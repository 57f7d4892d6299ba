//! Model layer - onboarding state
//!
//! This module contains all state-related types:
//! - `Profile` - accumulated answers, changed copy-on-write
//! - `OnboardingFlow` - the ordered single-choice steps
//! - `ModalStack` - Modal overlay management

pub mod choice;
pub mod modal;
pub mod profile;

pub use choice::{OnboardingFlow, StepDefinition};
pub use modal::{Modal, ModalStack};
pub use profile::Profile;
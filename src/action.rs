//! Action enum - All possible application actions
//!
//! Actions are discrete operations that the application can perform.
//! Components emit Actions in response to events, and the App processes
//! them to update state.

use crate::i18n::Locale;
use crate::model::Profile;
use std::fmt;

/// All possible actions in the application
#[derive(Debug, Clone, PartialEq, Eq)]
pub enum Action {
    // ─────────────────────────────────────────────────────────────────────────
    // App Lifecycle
    // ─────────────────────────────────────────────────────────────────────────
    /// Regular tick for animations/updates
    Tick,
    /// Terminal was resized
    Resize(u16, u16),
    /// Quit without saving
    ForceQuit,

    // ─────────────────────────────────────────────────────────────────────────
    // Step Navigation
    // ─────────────────────────────────────────────────────────────────────────
    /// Step confirmed; carries the profile with the answer merged in
    StepNext(Profile),
    /// Step abandoned; carries the profile with the answer removed
    StepPrevious(Profile),
    /// Save the finished profile and exit
    SaveProfile,

    // ─────────────────────────────────────────────────────────────────────────
    // Locale
    // ─────────────────────────────────────────────────────────────────────────
    /// Switch the active translation locale
    ChangeLocale(Locale),

    // ─────────────────────────────────────────────────────────────────────────
    // Modals
    // ─────────────────────────────────────────────────────────────────────────
    /// Open quit confirmation dialog
    OpenQuitDialog,
    /// Open help dialog showing all keyboard shortcuts
    OpenHelp,
    /// Close the current modal
    CloseModal,
}

impl fmt::Display for Action {
    fn fmt(&self, f: &mut fmt::Formatter<'_>) -> fmt::Result {
        match self {
            Action::Tick => write!(f, "Tick"),
            Action::Resize(w, h) => write!(f, "Resize({}, {})", w, h),
            Action::ForceQuit => write!(f, "ForceQuit"),
            Action::StepNext(p) => write!(f, "StepNext({} answers)", p.len()),
            Action::StepPrevious(p) => write!(f, "StepPrevious({} answers)", p.len()),
            Action::SaveProfile => write!(f, "SaveProfile"),
            Action::ChangeLocale(locale) => write!(f, "ChangeLocale({})", locale),
            Action::OpenQuitDialog => write!(f, "OpenQuitDialog"),
            Action::OpenHelp => write!(f, "OpenHelp"),
            Action::CloseModal => write!(f, "CloseModal"),
        }
    }
}
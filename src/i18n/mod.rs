//! i18n - Internationalization
//!
//! Components never own translations. They receive a `Translator` and look
//! keys up as `<namespace>:<dotted.path>`, falling back to the key itself.

mod catalog;

pub use catalog::Catalog;

use serde::{Deserialize, Serialize};
use std::fmt;

/// A locale code such as `fi` or `en`
#[derive(Debug, Clone, PartialEq, Eq, Hash, Serialize, Deserialize)]
#[serde(transparent)]
pub struct Locale(String);

impl Locale {
    pub fn new(code: impl Into<String>) -> Self {
        Self(code.into())
    }

    pub fn code(&self) -> &str {
        &self.0
    }
}

impl fmt::Display for Locale {
    fn fmt(&self, f: &mut fmt::Formatter<'_>) -> fmt::Result {
        f.write_str(&self.0)
    }
}

/// Translation lookup plus locale switching
pub trait Translator {
    /// Translate a `ns:key` lookup; unknown keys are returned unchanged
    fn t(&self, key: &str) -> String;

    /// Switch the active locale
    fn change_language(&mut self, locale: &Locale);

    fn locale(&self) -> &Locale;

    /// Translate and substitute `%{name}` placeholders
    fn t_args(&self, key: &str, args: &[(&str, &str)]) -> String {
        let mut result = self.t(key);
        for (name, value) in args {
            result = result.replace(&format!("%{{{name}}}"), value);
        }
        result
    }
}

/// Translate `key` inside namespace `ns`
pub fn t_ns(translator: &dyn Translator, ns: &str, key: &str) -> String {
    translator.t(&format!("{ns}:{key}"))
}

--

# [TASK BRIEF]
Set down the lines of the records exactly, from the first one through the line containing "use crate::i18n::Locale;", and add nothing else.

# [TASK OUTPUT]
repository 57f7d4892d6299ba
//! Model layer - onboarding state
//!
//! This module contains all state-related types:
//! - `Profile` - accumulated answers, changed copy-on-write
//! - `OnboardingFlow` - the ordered single-choice steps
//! - `ModalStack` - Modal overlay management

pub mod choice;
pub mod modal;
pub mod profile;

pub use choice::{OnboardingFlow, StepDefinition};
pub use modal::{Modal, ModalStack};
pub use profile::Profile;
filename src/action.rs
//! Action enum - All possible application actions
//!
//! Actions are discrete operations that the application can perform.
//! Components emit Actions in response to events, and the App processes
//! them to update state.

use crate::i18n::Locale;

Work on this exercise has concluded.